An eye test is more than meets the eye. Vision loss is a fear for many people, yet eye tests are often an after-thought. Studies show that some health conditions can be detected through eye tests. The NHS recommends that we get our eyes tested at least once every two years. An eye test does more than check your vision. However, you’ve heard that saying that “eye is the window to the soul”, and this couldn’t be more accurate, as the eyes are the window to the whole body! Therefore, an eye test can detect disease like diabetes, glaucoma, macular degeneration, high blood pressure, and in some rare cases, even tumours.
How often should you get your eye tested?
According to the experts, if you are aged 16 to 69, you should be getting your eyes tested at least once every two years. If you are over 70 years of age, you will need more frequent testing to monitor your eyes’ health. If you have diabetes, glaucoma, or over 40 and a close blood relative of someone with glaucoma, your sight test interval will be at least every year.
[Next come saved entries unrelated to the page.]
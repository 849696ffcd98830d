use crate::notification::record::NotificationRecord;
use crate::notification::store::NotificationStore;
use crate::utils::{ImporterError, Result, SupabaseConfig, SupabaseCredentials};
use async_trait::async_trait;
use reqwest::Client;
use std::time::Duration;

/// Upserts records through the Supabase REST (PostgREST) endpoint.
pub struct SupabaseStore {
    client: Client,
    credentials: SupabaseCredentials,
    table: String,
    conflict_target: String,
}

impl SupabaseStore {
    pub fn new(config: &SupabaseConfig, credentials: SupabaseCredentials) -> Result<Self> {
        let client = Client::builder()
            .timeout(Duration::from_secs(config.timeout_seconds))
            .build()?;

        Ok(Self::with_client(client, config, credentials))
    }

    pub fn with_client(
        client: Client,
        config: &SupabaseConfig,
        credentials: SupabaseCredentials,
    ) -> Self {
        Self {
            client,
            credentials,
            table: config.table.clone(),
            conflict_target: config.conflict_target.clone(),
        }
    }

    pub fn table_url(&self) -> String {
        format!(
            "{}/rest/v1/{}",
            self.credentials.base_url.trim_end_matches('/'),
            self.table
        )
    }
}

#[async_trait]
impl NotificationStore for SupabaseStore {
    async fn upsert(&self, record: &NotificationRecord) -> Result<()> {
        let response = self
            .client
            .post(self.table_url())
            .query(&[("on_conflict", self.conflict_target.as_str())])
            .header("apikey", &self.credentials.service_key)
            .bearer_auth(&self.credentials.service_key)
            .header("Content-Type", "application/json")
            .header("Prefer", "resolution=merge-duplicates,return=minimal")
            .json(record)
            .send()
            .await?;

        if !response.status().is_success() {
            let status = response.status();
            let body = response.text().await.unwrap_or_default();
            return Err(ImporterError::ApiError(format!(
                "upsert into {} returned {}: {}",
                self.table, status, body
            )));
        }

        tracing::debug!(
            applicant_id = %record.applicant_id,
            table = %self.table,
            "Upserted notification record"
        );

        Ok(())
    }
}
Regular eye examinations are necessary because:
- Having your vision corrected will improve the quality of day-to-day life.
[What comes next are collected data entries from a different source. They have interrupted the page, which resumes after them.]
pub mod reader;
pub mod row;
pub mod timestamp;

pub use reader::{file_exists, CsvStreamReader};
pub use row::{Column, RowSchema, SourceRow};
pub use timestamp::normalize_timestamp;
- It will help detect certain eye conditions such as cataracts, glaucoma and age-related macular degeneration, leading to sight loss.
- Poor vision is a risk factor for all.
An optometrist may also be able to spot the signs of some broader health conditions with symptoms that affect the eyes, such as diabetes and high blood pressure. Eye examinations for children are vital to ensure that any visual problems such as squint, lazy eye (amblyopia) or short-sightedness (myopia) are detected and treated early.
Keeping eyes healthy
Follow these necessary steps to help keep your eyes healthy
- Quit smoking
- Protect your eyes in bright sunlight or glare
- Eat well and exercise regularly
- Wear safety goggles to protect eyes while doing DIY and sporting activities
- Wear goggles when necessary in the workplace
- Taking regular breaks if working at a computer screen( You should follow the 20-20-20 rule to prevent eye strain)
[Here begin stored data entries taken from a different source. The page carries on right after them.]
use crate::utils::errors::{ImporterError, Result};
use serde::{Deserialize, Serialize};
use std::path::Path;

#[derive(Debug, Clone, Serialize, Deserialize)]
pub struct AppConfig {
    pub supabase: SupabaseConfig,
    pub csv: CsvConfig,
    pub logging: LoggingConfig,
}

#[derive(Debug, Clone, Serialize, Deserialize)]
pub struct SupabaseConfig {
    /// Name of the environment variable holding the project base URL.
    pub url_env: String,
    /// Name of the environment variable holding the service role key.
    pub key_env: String,
    pub table: String,
    pub conflict_target: String,
    pub timeout_seconds: u64,
}

#[derive(Debug, Clone, Serialize, Deserialize)]
pub struct CsvConfig {
    pub delimiter: char,
}

#[derive(Debug, Clone, Serialize, Deserialize)]
pub struct LoggingConfig {
    pub level: String,
}

impl Default for AppConfig {
    fn default() -> Self {
        Self {
            supabase: SupabaseConfig {
                url_env: "NEXT_PUBLIC_SUPABASE_URL".to_string(),
                key_env: "SUPABASE_SERVICE_ROLE_KEY".to_string(),
                table: "onboarding_notifications".to_string(),
                conflict_target: "applicant_id".to_string(),
                timeout_seconds: 30,
            },
            csv: CsvConfig { delimiter: ';' },
            logging: LoggingConfig {
                level: "info".to_string(),
            },
        }
    }
}

impl AppConfig {
    pub fn load_from_file(path: &str) -> Result<Self> {
        let content = std::fs::read_to_string(path)
            .map_err(|e| ImporterError::ConfigError(e.to_string()))?;
        Self::from_toml(&content)
    }

    pub fn from_toml(content: &str) -> Result<Self> {
        let config: Self =
            toml::from_str(content).map_err(|e| ImporterError::ConfigError(e.to_string()))?;
        config.csv.delimiter_byte()?;
        Ok(config)
    }

    /// Falls back to defaults when the file is missing or invalid.
    pub fn load_or_default(path: Option<&str>) -> Self {
        match path {
            Some(p) if Path::new(p).exists() => Self::load_from_file(p).unwrap_or_else(|e| {
                tracing::warn!(path = p, error = %e, "Ignoring invalid config file");
                Self::default()
            }),
            _ => Self::default(),
        }
    }
}

impl CsvConfig {
    pub fn delimiter_byte(&self) -> Result<u8> {
        if self.delimiter.is_ascii() {
            Ok(self.delimiter as u8)
        } else {
            Err(ImporterError::ConfigError(format!(
                "CSV delimiter must be ASCII, got {:?}",
                self.delimiter
            )))
        }
    }
}

/// Connection details for the hosted table service, read from the environment.
#[derive(Clone)]
pub struct SupabaseCredentials {
    pub base_url: String,
    pub service_key: String,
}

impl std::fmt::Debug for SupabaseCredentials {
    fn fmt(&self, f: &mut std::fmt::Formatter<'_>) -> std::fmt::Result {
        f.debug_struct("SupabaseCredentials")
            .field("base_url", &self.base_url)
            .field("service_key", &"<redacted>")
            .finish()
    }
}

impl SupabaseCredentials {
    pub fn from_env(config: &SupabaseConfig) -> Result<Self> {
        Self::from_lookup(config, |name| std::env::var(name).ok())
    }

    pub fn from_lookup<F>(config: &SupabaseConfig, lookup: F) -> Result<Self>
    where
        F: Fn(&str) -> Option<String>,
    {
        let read = |name: &str| {
            lookup(name)
                .filter(|v| !v.trim().is_empty())
                .ok_or_else(|| {
                    ImporterError::ConfigError(format!("environment variable {} is not set", name))
                })
        };

        Ok(Self {
            base_url: read(&config.url_env)?,
            service_key: read(&config.key_env)?,
        })
    }
}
If you do notice a change to your eyesight, contact your optometrist immediately.
Health Issues An Eye Test Can Identify
An eye test can also lead to early detection of various health issues affecting your body. Here are 20 health conditions that can be detected during a comprehensive eye examination:
- Brain tumour
- Cancers of blood, tissue or skin
- Giant cell arteritis
- High blood pressure
- High cholesterol
- Lyme disease
- Medication toxicities
- Multiple sclerosis
- Myasthenia gravis
- Rheumatoid arthritis
- Sexually transmitted diseases
- Sickle cell disease
- Sjögren’s syndrome
- Thyroid disease
- Vascular disease
- Vitamin A deficiency
What Happens During An Eye Test?
During an eye test, an optometrist checks for the following :
- Vision level
- If you need glasses to correct your sight
- Your eyes and the area around them will also be examined – to look for signs of injury, disease or abnormalities.
- Your retina will be examined.
- The level of your visual acuity will be assessed.
- The pressure inside your eye may also be measured.
Some health conditions can affect the eyes; it is essential to tell your optician if you have diabetes, macular degeneration, glaucoma or dementia. This list is not exhaustive, and please advise your optician of any conditions which may influence your eye health. An optometrist or ophthalmic medical practitioner will test your sight to check the quality of your vision and eye health, and you may also see a dispensing optician, who will fit your glasses. If you already wear glasses or contact lenses, remember to take them with you to your sight test. You will be asked to wear them during the test.
During an eye test, you may need to discuss your age, lifestyle and medical history.